Azam terjaga dari kantuknya kala lirih suara itu tertangkap telinga. Lantas, ia mempertemukan tatap dengan iris kelam sang putra. Melukis senyum seraya mengusap surai hitam Indra. “Kenapa, Nak?”
“Ayah tidur aja.” Indra menghentikan tangan Azam yang masih mengusap rambutnya. Menjauhkan dari kepala selagi tetap digenggamnya lengan sang ayah. “Ayah tidur, ya?” Bukan ia tak tahu jikalau sang ayah terus terjaga demi dirinya. Bahkan, bukan sekali ia mendapati sosok itu terkantuk-kantuk di sampingnya.
“Iya, nanti Ayah tidur kok.”
“Ayah belum makan?”
Azam tertawa kecil menanggapi tanya sang putra. Tampak jelas anak itu mengkhawatirkannya. “Ayah udah makan kok. Kamu kenapa deh?”
Indra tak lagi menanggapi. Gurat lelah di wajah sang ayah membuat Indra tak dapat menghindar dari rasa bersalah. Andai dapat menjaga diri dengan baik, mungkin saat ini ia tidak akan kembali ke rumah sakit. Dan, Azam tak perlu selalu terjaga hanya untuk mengawasi dirinya. “Yah, maafin Indra karena enggak bisa jaga diri. Harusnya—”
“Sttt, udah jangan diterusin! Indra enggak perlu minta maaf. Udah larut, bobok lagi aja, ya?”
“Ayah juga.” Indra membalikkan tubuh memunggungi sang ayah. Meski diminta diam, dalam batin ia terus berucap maaf. Dan, pada akhirnya Indra tak dapat terus menahan desakan yang menuntut air matanya luruh. Dibiarkannya cairan bening itu merembah, selagi menutup rapat kelopak mata.
***
Berhari-hari sudah, Indra terkungkung rasa bosan. Namun, saat didapatinya tiga manusia memasuki ruang rawatnya, perlahan rasa bosan itu sirna. Indra tak pernah menyangka akan kehadiran Raefal, Tian, juga Mega. Sebab, sedari kemarin dirinya benar-benar dipaksa hanya istirahat saja. Tentu ia sangsi jika teman-temannya diperbolehkan untuk memasuki ruang rawatnya.

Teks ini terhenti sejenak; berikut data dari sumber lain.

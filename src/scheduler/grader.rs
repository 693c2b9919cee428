//! Grading of submitted answers and rescheduling of the graded items.

use crate::error::CoachError;
use crate::models::ease;
use crate::models::{
    GradedAnswer, GradedItem, LogEntry, QuestionBank, ReviewStore, SessionLog, SessionSummary,
};
use chrono::NaiveDate;

/// Everything one grading pass produces. The caller persists `reviews` and `log`.
#[derive(Clone, Debug)]
pub struct GradeOutcome {
    pub summary: SessionSummary,
    pub reviews: ReviewStore,
    pub log: SessionLog,
}

/// Grades `answers` against the bank, appends one log entry per known item and
/// replaces each graded item's review record.
///
/// Works on owned copies of the stores; nothing is visible to other readers
/// until the caller writes the returned copies back. Answers for ids missing
/// from the bank are skipped and listed in `summary.skipped`.
pub fn grade(
    answers: &[GradedAnswer],
    bank: &QuestionBank,
    mut reviews: ReviewStore,
    mut log: SessionLog,
    today: NaiveDate,
) -> GradeOutcome {
    let mut summary = SessionSummary {
        total: answers.len(),
        ..Default::default()
    };

    for answer in answers {
        let Some(item) = bank.get(&answer.item_id) else {
            tracing::warn!(
                error = %CoachError::UnknownItemReference(answer.item_id.clone()),
                "Skipping answer"
            );
            summary.skipped.push(answer.item_id.clone());
            continue;
        };

        let correct = item.is_correct(answer.choice);
        if correct {
            summary.correct_count += 1;
        }

        log.append(LogEntry {
            date: today,
            item_id: item.id.clone(),
            correct,
        });

        let record = ease::reschedule(reviews.get(&item.id), correct, today);
        tracing::debug!(
            item_id = %item.id,
            correct,
            ease = record.ease,
            due = %record.due,
            "Rescheduled item"
        );
        reviews.insert(item.id.clone(), record);

        summary.results.push(GradedItem {
            item_id: item.id.clone(),
            correct,
            explanation: item.explanation.clone(),
        });
    }

    summary.remaining_review_count = answers.len() - summary.correct_count;

    GradeOutcome {
        summary,
        reviews,
        log,
    }
}
//! Plain-text progress report of recent attempts.

use crate::models::{Profile, SessionLog};

const CORRECT_MARK: &str = "○";
const WRONG_MARK: &str = "×";

/// Builds the report body: a name/exam header, then the last `limit` log
/// entries as `<date> <qid> ○|×`, oldest first.
pub fn progress_report(profile: Option<&Profile>, log: &SessionLog, limit: usize) -> String {
    let name = profile.map_or("", |p| p.name.as_str());
    let exam = profile.map_or("", |p| p.exam.as_str());

    let lines: Vec<String> = log
        .recent(limit)
        .iter()
        .map(|entry| {
            format!(
                "{} {} {}",
                entry.date,
                entry.item_id,
                if entry.correct { CORRECT_MARK } else { WRONG_MARK }
            )
        })
        .collect();

    format!("Name: {}\nExam: {}\n\n{}", name, exam, lines.join("\n"))
}
//! Learner profile captured at onboarding, plus the daily plan derived from it.
use chrono::NaiveDate;
use serde::{Deserialize, Serialize};

const DEFAULT_NAME: &str = "You";
/// Share of the daily minutes spent on reviews; the rest goes to new material.
const REVIEW_SHARE: f64 = 0.6;

#[derive(Clone, Debug, PartialEq, Serialize, Deserialize)]
#[serde(rename_all = "camelCase")]
pub struct Profile {
    pub name: String,
    pub exam: String,
    pub exam_date: NaiveDate,
    /// Minutes per day
    pub daily: u32,
    /// Reminder time as entered, e.g. "21:00"
    pub notify_at: String,
}

#[derive(Clone, Copy, Debug, PartialEq, Eq)]
pub struct DailyPlan {
    pub total_minutes: u32,
    pub review_minutes: u32,
    pub new_minutes: u32,
}

impl Profile {
    /// Creates a profile; a blank name falls back to "You".
    pub fn new(
        name: &str,
        exam: impl Into<String>,
        exam_date: NaiveDate,
        daily: u32,
        notify_at: impl Into<String>,
    ) -> Self {
        let name = name.trim();
        Self {
            name: if name.is_empty() {
                DEFAULT_NAME.to_string()
            } else {
                name.to_string()
            },
            exam: exam.into(),
            exam_date,
            daily,
            notify_at: notify_at.into(),
        }
    }

    /// Whole days left until the exam, never less than 1.
    pub fn days_until_exam(&self, today: NaiveDate) -> i64 {
        (self.exam_date - today).num_days().max(1)
    }

    pub fn plan(&self) -> DailyPlan {
        let daily = f64::from(self.daily);
        DailyPlan {
            total_minutes: self.daily,
            review_minutes: (daily * REVIEW_SHARE).round() as u32,
            new_minutes: (daily * (1.0 - REVIEW_SHARE)).round() as u32,
        }
    }

    pub fn greeting(&self) -> String {
        format!("Hi, {}!", self.name)
    }
}

#[cfg(test)]
mod tests {
    use super::*;

    fn day(s: &str) -> NaiveDate {
        NaiveDate::parse_from_str(s, "%Y-%m-%d").unwrap()
    }

    #[test]
    fn test_blank_name_defaults() {
        let profile = Profile::new("   ", "TOEIC", day("2025-03-01"), 30, "21:00");
        assert_eq!(profile.name, "You");
        assert_eq!(profile.greeting(), "Hi, You!");
    }

    #[test]
    fn test_days_until_exam_floor() {
        let profile = Profile::new("Aki", "TOEIC", day("2025-03-01"), 30, "21:00");
        assert_eq!(profile.days_until_exam(day("2025-02-01")), 28);
        assert_eq!(profile.days_until_exam(day("2025-03-01")), 1);
        assert_eq!(profile.days_until_exam(day("2025-04-01")), 1);
    }

    #[test]
    fn test_plan_split() {
        let profile = Profile::new("Aki", "TOEIC", day("2025-03-01"), 25, "21:00");
        let plan = profile.plan();
        assert_eq!(plan.total_minutes, 25);
        assert_eq!(plan.review_minutes, 15);
        assert_eq!(plan.new_minutes, 10);
    }

    #[test]
    fn test_profile_json_keys() {
        let json = r#"{"name":"Aki","exam":"TOEIC","examDate":"2025-03-01","daily":30,"notifyAt":"21:00"}"#;
        let profile: Profile = serde_json::from_str(json).unwrap();
        assert_eq!(profile.exam_date, day("2025-03-01"));
        assert_eq!(profile.notify_at, "21:00");
    }
}
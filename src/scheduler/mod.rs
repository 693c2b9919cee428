pub mod coach;
pub mod grader;
pub mod selector;

pub use coach::StudyCoach;
pub use grader::{GradeOutcome, grade};
pub use selector::select;
//! Item selection: which three items a session presents.
//!
//! Due reviews take precedence over new material, new material over random
//! filler. Random filler only exists so a session can always be filled, even
//! from a tiny or fully reviewed catalog.

use crate::error::{CoachError, Result};
use crate::models::session::SESSION_SIZE;
use crate::models::{Item, ReviewStore, SessionSelection};
use chrono::NaiveDate;
use rand::Rng;
use std::collections::HashSet;

/// At most this many due items are placed ahead of fresh ones.
pub const MAX_DUE_SLOTS: usize = 2;
/// At most this many never-reviewed items enter the candidate pool.
pub const MAX_FRESH_SLOTS: usize = 3;

/// Chooses up to three distinct items for a session.
///
/// Returns exactly three when the catalog has at least three distinct ids. Due and
/// fresh slots are deterministic; only the fallback draws from `rng`.
pub fn select<R: Rng + ?Sized>(
    items: &[Item],
    reviews: &ReviewStore,
    today: NaiveDate,
    rng: &mut R,
) -> Result<SessionSelection> {
    if items.is_empty() {
        return Err(CoachError::InsufficientCatalog);
    }

    // Both partitions keep catalog order
    let due = items
        .iter()
        .filter(|item| reviews.get(&item.id).is_some_and(|r| r.is_due(today)));
    let fresh = items.iter().filter(|item| !reviews.contains(&item.id));

    let mut seen = HashSet::new();
    let mut picked: Vec<&Item> = due
        .take(MAX_DUE_SLOTS)
        .chain(fresh.take(MAX_FRESH_SLOTS))
        .filter(|item| seen.insert(item.id.as_str()))
        .take(SESSION_SIZE)
        .collect();

    // Random filler, drawn only from items not already picked so the session
    // holds three distinct ids whenever the catalog has them.
    while picked.len() < SESSION_SIZE {
        let remaining: Vec<&Item> = items
            .iter()
            .filter(|item| !seen.contains(item.id.as_str()))
            .collect();
        if remaining.is_empty() {
            break;
        }
        let item = remaining[rng.gen_range(0..remaining.len())];
        seen.insert(item.id.as_str());
        picked.push(item);
    }

    let picked: Vec<Item> = picked.into_iter().cloned().collect();

    tracing::debug!(
        ids = ?picked.iter().map(|i| i.id.as_str()).collect::<Vec<_>>(),
        "Selected session items"
    );

    Ok(SessionSelection { items: picked })
}
//! Read-only catalog of all available items
use super::Item;
use std::collections::HashMap;

#[derive(Clone, Debug, Default)]
pub struct QuestionBank {
    items: Vec<Item>,
    index: HashMap<String, usize>,
}

impl QuestionBank {
    /// Builds the bank keeping catalog order. On duplicate ids the first item wins the lookup.
    pub fn new(items: Vec<Item>) -> Self {
        let mut index = HashMap::with_capacity(items.len());
        for (pos, item) in items.iter().enumerate() {
            index.entry(item.id.clone()).or_insert(pos);
        }
        Self { items, index }
    }

    pub fn items(&self) -> &[Item] {
        &self.items
    }

    pub fn get(&self, id: &str) -> Option<&Item> {
        self.index.get(id).map(|&pos| &self.items[pos])
    }

    pub fn len(&self) -> usize {
        self.items.len()
    }

    pub fn is_empty(&self) -> bool {
        self.items.is_empty()
    }
}

impl From<Vec<Item>> for QuestionBank {
    fn from(items: Vec<Item>) -> Self {
        Self::new(items)
    }
}

#[cfg(test)]
mod tests {
    use super::*;

    fn item(id: &str, explanation: &str) -> Item {
        Item {
            id: id.to_string(),
            subject: "Math".to_string(),
            stem: "?".to_string(),
            choices: vec!["a".to_string(), "b".to_string()],
            answer_index: 0,
            explanation: explanation.to_string(),
        }
    }

    #[test]
    fn test_lookup_by_id() {
        let bank = QuestionBank::new(vec![item("a", "x"), item("b", "y")]);
        assert_eq!(bank.len(), 2);
        assert_eq!(bank.get("b").map(|i| i.explanation.as_str()), Some("y"));
        assert!(bank.get("zzz").is_none());
    }

    #[test]
    fn test_duplicate_ids_first_wins() {
        let bank = QuestionBank::new(vec![item("a", "first"), item("a", "second")]);
        assert_eq!(bank.get("a").unwrap().explanation, "first");
        assert_eq!(bank.items().len(), 2);
    }

    #[test]
    fn test_empty_bank() {
        let bank = QuestionBank::default();
        assert!(bank.is_empty());
        assert!(bank.get("a").is_none());
    }
}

“Lo kenapa deh, Ndra? Bisa-bisanya masuk sini lagi.” Raefal melontar tanya. Ia duduk di samping Indra, selagi fokusnya tertuju pada sosok itu yang duduk bersandar pada kepala ranjang.
“Kenapa, ya?”
“Tuh 'kan. Emang Bambang banget kalo ditanya malah balik tanya,” sungut Raefal. Kesal, ia menuntun kedua tungkai menuju sofa yang tengah diduduki Tian dan Mega. Lantas, menjatuhkan tubuh di samping Tian.
Indra terkekeh pelan. “Btw, kalian cuma bertiga?”
“Enggak lah. Di luar banyak orang loh, Ndra.”
Jawaban dari Tian membuat Indra membelalakan mata. “Seriusan lo?”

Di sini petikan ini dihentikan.